Les différents officiers opérationnels rencontrés dans des villes frontalières avec le Nigeria à partir de la région de l’Extrême-Nord, sont parfois embarrassés lorsqu’on leur demande le rôle de la population dans la restauration de l’ordre sécuritaire dans cette zone. Les réponses sont hésitantes. Relativisées parfois. Mais, les différentes descentes derrière les lignes ennemies permettent de s’interroger sur certains détails : comment Boko Haram arrive à avoir des renseignements plus ou moins détaillés sur les mouvements de nos forces de défenses ? Qu’est-ce qui explique les précisions des attaques ? On n’a pas besoin de plus de détails pour comprendre des infiltrations intérieures de la population. Un fait banal captive notre attention à Fotokol, lors de l’attaque du 4 février dernier, certaines maisons n’ont pas été brûlées. Elles ne présentent aucunes casses, comme si un signe avait été mis pour dire «ne pas toucher». En effet, les adeptes de Boko Haram ont ciblé des maisons comme s’ils avaient reçu des consignes particulières. Dans un quartier situé non loin du pont sur l’El Beid, des maisons sont calcinées, mais curieusement, celles voisines n’ont pas été touchées. Plusieurs autres cas peuvent être répertoriés. On peut prendre le même exemple pour les personnes.

Renseignements
Une source sécuritaire confirme bien qu’il est possible d’avoir des sympathisants de Boko Haram au sein de la population.
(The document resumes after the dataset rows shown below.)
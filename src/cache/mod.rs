//! Client-side state layer for remote collections.
//!
//! This module is independent of any particular service:
//! - [`ResourceCache`] holds one shared collection with its load status
//! - [`Coalescer`] guarantees at most one outstanding load per resource
//! - [`create_record`] / [`delete_record`] apply mutations with rollback
//! - [`DependentView`] lazily loads per-owner child collections

mod coalesce;
mod collection;
mod dependent;
mod error;
mod mutation;
mod resource;
mod traits;

pub use coalesce::{loader, Coalescer, LoadHandle, Loader};
pub use collection::Collection;
pub use dependent::{fetcher, DependentView, Fetcher, FragmentState};
pub use error::{LoadError, MutationError, RemoteError, ValidationError};
pub use mutation::{create_record, delete_record, Draft, PendingDelete};
pub use resource::{CacheSnapshot, LoadOutcome, ResourceCache};
pub use traits::Record;
use std::sync::Arc;
use std::time::Duration;

use color_eyre::{eyre::eyre, Result};
use reqwest::header::COOKIE;
use reqwest::{Method, RequestBuilder, StatusCode};
use serde::de::DeserializeOwned;
use serde::Serialize;
use tokio::sync::watch;
use tracing::{debug, warn};
use url::Url;

use crate::cache::RemoteError;

use super::types::{Comment, Issue, Label, Milestone, NewLabel, NewMilestone, Project, Reaction};

/// How requests authenticate against the service.
#[derive(Debug, Clone, PartialEq, Eq)]
pub enum Credentials {
  /// Value of the service's `session` cookie
  Session(String),
  Bearer(String),
  Anonymous,
}

/// Whether the service still accepts our credentials.
#[derive(Debug, Clone, Copy, PartialEq, Eq)]
pub enum SessionState {
  Active,
  /// A request came back 401; the user has to log in again.
  Expired,
}

/// Project service API client
#[derive(Clone)]
pub struct ApiClient {
  http: reqwest::Client,
  base: Url,
  server: String,
  credentials: Credentials,
  session: Arc<watch::Sender<SessionState>>,
}

impl ApiClient {
  pub fn new(server_url: &str, credentials: Credentials) -> Result<Self> {
    let server = server_url.trim_end_matches('/').to_string();
    let mut base =
      Url::parse(&server).map_err(|e| eyre!("Invalid server url {}: {}", server_url, e))?;
    base
      .path_segments_mut()
      .map_err(|_| eyre!("Server url cannot be a base: {}", server_url))?
      .pop_if_empty()
      .extend(["api", "v1"]);

    let http = reqwest::Client::builder()
      .timeout(Duration::from_secs(60))
      .build()
      .map_err(|e| eyre!("Failed to create HTTP client: {}", e))?;

    let (session, _) = watch::channel(SessionState::Active);

    Ok(Self {
      http,
      base,
      server,
      credentials,
      session: Arc::new(session),
    })
  }

  /// Subscribe to session expiry.
  pub fn session(&self) -> watch::Receiver<SessionState> {
    self.session.subscribe()
  }

  /// Where the user logs in to get a fresh session.
  pub fn login_url(&self) -> String {
    format!("{}/api/v1/auth/login", self.server)
  }

  pub fn server(&self) -> &str {
    &self.server
  }

  // ==========================================================================
  // Reads
  // ==========================================================================

  pub async fn list_milestones(&self) -> Result<Vec<Milestone>, RemoteError> {
    self.get(self.endpoint(&["milestones"])?).await
  }

  pub async fn list_labels(&self) -> Result<Vec<Label>, RemoteError> {
    self.get(self.endpoint(&["labels"])?).await
  }

  /// Open issues of a milestone, grouped by the first matching sort label.
  pub async fn list_issues(
    &self,
    milestone: u64,
    sort: &[String],
  ) -> Result<Vec<Issue>, RemoteError> {
    let url = issues_url(self.endpoint(&["issues", &milestone.to_string()])?, sort);
    self.get(url).await
  }

  pub async fn list_comments(&self, issue: u64) -> Result<Vec<Comment>, RemoteError> {
    self
      .get(self.endpoint(&["comments", &issue.to_string()])?)
      .await
  }

  pub async fn list_comment_reactions(&self, comment: u64) -> Result<Vec<Reaction>, RemoteError> {
    self
      .get(self.endpoint(&["comments", &comment.to_string(), "reactions"])?)
      .await
  }

  pub async fn list_issue_reactions(&self, issue: u64) -> Result<Vec<Reaction>, RemoteError> {
    self
      .get(self.endpoint(&["issues", &issue.to_string(), "reactions"])?)
      .await
  }

  pub async fn project(&self) -> Result<Project, RemoteError> {
    self.get(self.endpoint(&["project"])?).await
  }

  // ==========================================================================
  // Writes
  // ==========================================================================

  pub async fn create_milestone(&self, milestone: &NewMilestone) -> Result<Milestone, RemoteError> {
    self
      .send_json(Method::POST, self.endpoint(&["milestones"])?, milestone)
      .await
  }

  pub async fn delete_milestone(&self, number: u64) -> Result<(), RemoteError> {
    self
      .send(Method::DELETE, self.endpoint(&["milestones", &number.to_string()])?)
      .await
  }

  pub async fn create_label(&self, label: &NewLabel) -> Result<Label, RemoteError> {
    self
      .send_json(Method::POST, self.endpoint(&["labels"])?, label)
      .await
  }

  pub async fn delete_label(&self, name: &str) -> Result<(), RemoteError> {
    self
      .send(Method::DELETE, self.endpoint(&["labels", name])?)
      .await
  }

  pub async fn add_issue_label(&self, issue: u64, label: &str) -> Result<(), RemoteError> {
    let url = self.endpoint(&["issues", &issue.to_string(), "labels", label])?;
    self.send(Method::POST, url).await
  }

  pub async fn remove_issue_label(&self, issue: u64, label: &str) -> Result<(), RemoteError> {
    let url = self.endpoint(&["issues", &issue.to_string(), "labels", label])?;
    self.send(Method::DELETE, url).await
  }

  pub async fn set_issue_milestone(&self, issue: u64, milestone: u64) -> Result<(), RemoteError> {
    let url = self.milestone_url(issue, milestone)?;
    self.send(Method::POST, url).await
  }

  /// `milestone` is the issue's current milestone; the service only logs it.
  pub async fn remove_issue_milestone(
    &self,
    issue: u64,
    milestone: u64,
  ) -> Result<(), RemoteError> {
    let url = self.milestone_url(issue, milestone)?;
    self.send(Method::DELETE, url).await
  }

  // ==========================================================================
  // Plumbing
  // ==========================================================================

  fn milestone_url(&self, issue: u64, milestone: u64) -> Result<Url, RemoteError> {
    self.endpoint(&[
      "issues",
      &issue.to_string(),
      "milestone",
      &milestone.to_string(),
    ])
  }

  /// API url for the given path segments. Segments are percent-encoded.
  fn endpoint(&self, segments: &[&str]) -> Result<Url, RemoteError> {
    let mut url = self.base.clone();
    url
      .path_segments_mut()
      .map_err(|_| RemoteError::Transport(format!("Invalid base url: {}", self.base)))?
      .extend(segments);
    Ok(url)
  }

  fn request(&self, method: Method, url: Url) -> RequestBuilder {
    debug!(%method, %url, "Request");
    let builder = self.http.request(method, url);
    match &self.credentials {
      Credentials::Session(value) => builder.header(COOKIE, format!("session={}", value)),
      Credentials::Bearer(token) => builder.bearer_auth(token),
      Credentials::Anonymous => builder,
    }
  }

  async fn execute(&self, builder: RequestBuilder) -> Result<reqwest::Response, RemoteError> {
    let response = builder.send().await.map_err(|e| {
      warn!(error = %e, "Request failed");
      RemoteError::Transport(e.to_string())
    })?;
    self.check_status(response.status())?;
    Ok(response)
  }

  async fn get<T: DeserializeOwned>(&self, url: Url) -> Result<T, RemoteError> {
    let response = self.execute(self.request(Method::GET, url)).await?;
    decode(response).await
  }

  async fn send_json<B: Serialize, T: DeserializeOwned>(
    &self,
    method: Method,
    url: Url,
    body: &B,
  ) -> Result<T, RemoteError> {
    let response = self.execute(self.request(method, url).json(body)).await?;
    decode(response).await
  }

  /// Send a request whose response body is not needed.
  async fn send(&self, method: Method, url: Url) -> Result<(), RemoteError> {
    self.execute(self.request(method, url)).await.map(drop)
  }

  /// Map a response status to an error, flagging the session on 401.
  fn check_status(&self, status: StatusCode) -> Result<(), RemoteError> {
    match status_error(status) {
      None => Ok(()),
      Some(err) => {
        if err.is_auth() {
          warn!("Session rejected by server");
          self.session.send_replace(SessionState::Expired);
        } else {
          warn!(status = status.as_u16(), "Request returned error status");
        }
        Err(err)
      }
    }
  }
}

fn issues_url(mut url: Url, sort: &[String]) -> Url {
  if !sort.is_empty() {
    url.query_pairs_mut().append_pair("sort", &sort.join(","));
  }
  url
}

fn status_error(status: StatusCode) -> Option<RemoteError> {
  if status == StatusCode::UNAUTHORIZED {
    return Some(RemoteError::Unauthenticated);
  }
  if status.is_success() {
    return None;
  }
  Some(RemoteError::Status {
    status: status.as_u16(),
    message: status
      .canonical_reason()
      .map(str::to_string)
      .unwrap_or_else(|| status.as_str().to_string()),
  })
}

async fn decode<T: DeserializeOwned>(response: reqwest::Response) -> Result<T, RemoteError> {
  let bytes = response
    .bytes()
    .await
    .map_err(|e| RemoteError::Transport(e.to_string()))?;
  serde_json::from_slice(&bytes).map_err(|e| RemoteError::Decode(e.to_string()))
}

#[cfg(test)]
mod tests {
  use super::*;

  fn client() -> ApiClient {
    ApiClient::new("https://pm.example.com/", Credentials::Anonymous).unwrap()
  }

  #[test]
  fn test_endpoint_encodes_segments() {
    let client = client();

    assert_eq!(
      client.endpoint(&["labels", "good first issue"]).unwrap().as_str(),
      "https://pm.example.com/api/v1/labels/good%20first%20issue"
    );
    assert_eq!(
      client.endpoint(&["issues", "12", "labels", "a/b"]).unwrap().as_str(),
      "https://pm.example.com/api/v1/issues/12/labels/a%2Fb"
    );
  }

  #[test]
  fn test_issues_url_sort_param() {
    let client = client();
    let base = client.endpoint(&["issues", "3"]).unwrap();

    assert_eq!(
      issues_url(base.clone(), &[]).as_str(),
      "https://pm.example.com/api/v1/issues/3"
    );
    assert_eq!(
      issues_url(base, &["bug".to_string(), "p1".to_string()]).as_str(),
      "https://pm.example.com/api/v1/issues/3?sort=bug%2Cp1"
    );
  }

  #[test]
  fn test_login_url() {
    assert_eq!(
      client().login_url(),
      "https://pm.example.com/api/v1/auth/login"
    );
  }

  #[test]
  fn test_status_mapping() {
    assert_eq!(status_error(StatusCode::OK), None);
    assert_eq!(status_error(StatusCode::NO_CONTENT), None);
    assert_eq!(
      status_error(StatusCode::NOT_FOUND).map(|e| e.to_string()),
      Some("Failed to fetch: Not Found".to_string())
    );
    assert_eq!(
      status_error(StatusCode::UNAUTHORIZED),
      Some(RemoteError::Unauthenticated)
    );
  }

  #[test]
  fn test_unauthorized_expires_session() {
    let client = client();
    let rx = client.session();

    assert!(client.check_status(StatusCode::BAD_REQUEST).is_err());
    assert_eq!(*rx.borrow(), SessionState::Active);

    assert_eq!(
      client.check_status(StatusCode::UNAUTHORIZED),
      Err(RemoteError::Unauthenticated)
    );
    assert_eq!(*rx.borrow(), SessionState::Expired);
  }
}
On sait aussi que l’unité de renseignement de ce groupe terroriste est dissimulée parmi les habitants du coin. Là-bas, on est sur ses gardes. Du côté de Waza, certes il pourrait avoir des infiltrations, mais la population se montre coopérative. Il y a des courageux qui apportent des informations importantes aux forces de défenses. La riposte de lundi à Waza s’est faite à partir du renseignement de la population. Dans le département du Mayo-Tsanaga, les autorités sécuritaires signalent malgré tout, la coopération de la population. On le remarque d’ailleurs du côté de Dling-Dling, un petit village situé dans l’arrondissement de Mokolo. Les habitants du coin se sont mobilisés pour constituer un dispositif de veille. Les hommes du village se sont armés de lances, arcs et flèches pour faire face aux multiples agressions de Boko Haram. Des sifflets sont mis en contribution pour donner l’alerte en cas de constat de la présence d’un individu suspect. La population veille, observe, signale et dénonce les infiltrations. Elle fait le renseignement pour les forces de défenses. Elle est les yeux et les oreilles de nos soldats. Cette conscientisation de la population dans cette partie du pays est un élément fort appréciable dans l’encadrement sécuritaire. Puisque la sécurité d’un Etat commence par le bas, c’est-à-dire, par la population d’abord.